Ida Bell Wells-Barnett (July 16, 1862 – March 25, 1931), more commonly known as Ida B. Wells, was an American journalist, newspaper editor, suffragist, sociologist, Georgist, and an early leader in the civil rights movement. She documented lynching in the United States, showing that it was often used as a way to control or punish blacks who competed with whites, rather than being based on criminal acts by blacks, as was usually claimed by white mobs. She was active in women's rights and the women's suffrage movement, establishing several notable women's organizations. Wells was a skilled and persuasive rhetorician and traveled internationally on lecture tours.
Ida Bell Wells was born a slave in Holly Springs, Mississippi in 1862, just before United States President Abraham Lincoln issued the Emancipation Proclamation. Her father was James Wells, and her mother was Elizabeth "Lizzie" Warrenton Wells. Both parents were enslaved until freed under the proclamation. Ida's father was a master at carpentry; he was a "race man" who worked for the advancement of blacks. He was very interested in politics and was a member of the Loyal League. He attended Shaw University in Holly Springs (now Rust College) but dropped out to help his family.

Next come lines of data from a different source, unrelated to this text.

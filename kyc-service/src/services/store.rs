use async_trait::async_trait;
use chrono::{DateTime, Utc};
use serde::Serialize;
use utoipa::ToSchema;
use uuid::Uuid;

use crate::models::{
    DocumentStatus, IdentityRecord, KycStatus, ReviewDecision, VerificationDocument,
};
use crate::services::error::ServiceResult;

/// Pure derivation of an identity's aggregate status from its documents.
pub type KycDeriver = fn(&[VerificationDocument]) -> KycStatus;

/// Result of persisting one review decision.
#[derive(Debug, Clone)]
pub struct DecisionOutcome {
    pub document: VerificationDocument,
    pub previous_kyc_status: KycStatus,
    pub kyc_status: KycStatus,
}

impl DecisionOutcome {
    pub fn kyc_status_changed(&self) -> bool {
        self.previous_kyc_status != self.kyc_status
    }
}

#[derive(Debug, Clone, Copy, Default, PartialEq, Eq, Serialize, ToSchema)]
pub struct StatusCounts {
    pub pending: i64,
    pub approved: i64,
    pub rejected: i64,
}

impl StatusCounts {
    pub fn total(&self) -> i64 {
        self.pending + self.approved + self.rejected
    }
}

/// Admin dashboard counters.
#[derive(Debug, Clone, Copy, Default, PartialEq, Eq, Serialize, ToSchema)]
pub struct KycStats {
    pub total_identities: i64,
    pub identities: StatusCounts,
    pub total_documents: i64,
    pub documents: StatusCounts,
}

/// Persistent home of identities and verification documents.
///
/// Uniqueness of email and document number is enforced here (`Conflict`), and
/// `record_decision` must update the document and the owning identity's aggregate
/// status as one serialized unit per identity.
#[async_trait]
pub trait RecordStore: Send + Sync {
    async fn insert_identity(&self, record: &IdentityRecord) -> ServiceResult<()>;
    async fn find_identity(&self, id: Uuid) -> ServiceResult<Option<IdentityRecord>>;
    async fn find_identity_by_email(&self, email: &str) -> ServiceResult<Option<IdentityRecord>>;
    async fn email_exists(&self, email: &str) -> ServiceResult<bool>;
    async fn document_number_exists(&self, document_number: &str) -> ServiceResult<bool>;
    /// Newest first.
    async fn list_identities(&self, status: Option<KycStatus>)
        -> ServiceResult<Vec<IdentityRecord>>;

    async fn insert_document(&self, document: &VerificationDocument) -> ServiceResult<()>;
    async fn find_document(&self, id: Uuid) -> ServiceResult<Option<VerificationDocument>>;
    /// Newest first.
    async fn list_documents_for_identity(
        &self,
        identity_id: Uuid,
    ) -> ServiceResult<Vec<VerificationDocument>>;
    /// Oldest first.
    async fn list_documents_by_status(
        &self,
        status: DocumentStatus,
    ) -> ServiceResult<Vec<VerificationDocument>>;

    /// Applies `decision` and recomputes the owner's aggregate status with `derive`.
    /// Returns `None` when the document does not exist.
    async fn record_decision(
        &self,
        document_id: Uuid,
        decision: &ReviewDecision,
        reviewer: Uuid,
        at: DateTime<Utc>,
        derive: KycDeriver,
    ) -> ServiceResult<Option<DecisionOutcome>>;

    /// Recomputes the aggregate status without a decision (after an upload).
    /// Returns `(previous, current)`, or `None` when the identity does not exist.
    async fn refresh_kyc_status(
        &self,
        identity_id: Uuid,
        derive: KycDeriver,
    ) -> ServiceResult<Option<(KycStatus, KycStatus)>>;

    async fn stats(&self) -> ServiceResult<KycStats>;
    async fn health_check(&self) -> ServiceResult<()>;
}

He also attended public speeches and campaigned for local black candidates but never ran for office himself. Her mother was a cook for the Bolling household before her death from yellow fever. She was a religious woman who was very strict with her children. Ida attended Shaw as well but was expelled for her rebellious behavior and temper after confronting the college president.[6] While visiting her grandmother in the Mississippi Valley in 1878, Ida, then aged 16, received word that Holly Springs had suffered a yellow fever epidemic. Both her parents and her 10-month-old brother, Stanley, died in that event, leaving her and her five siblings orphaned.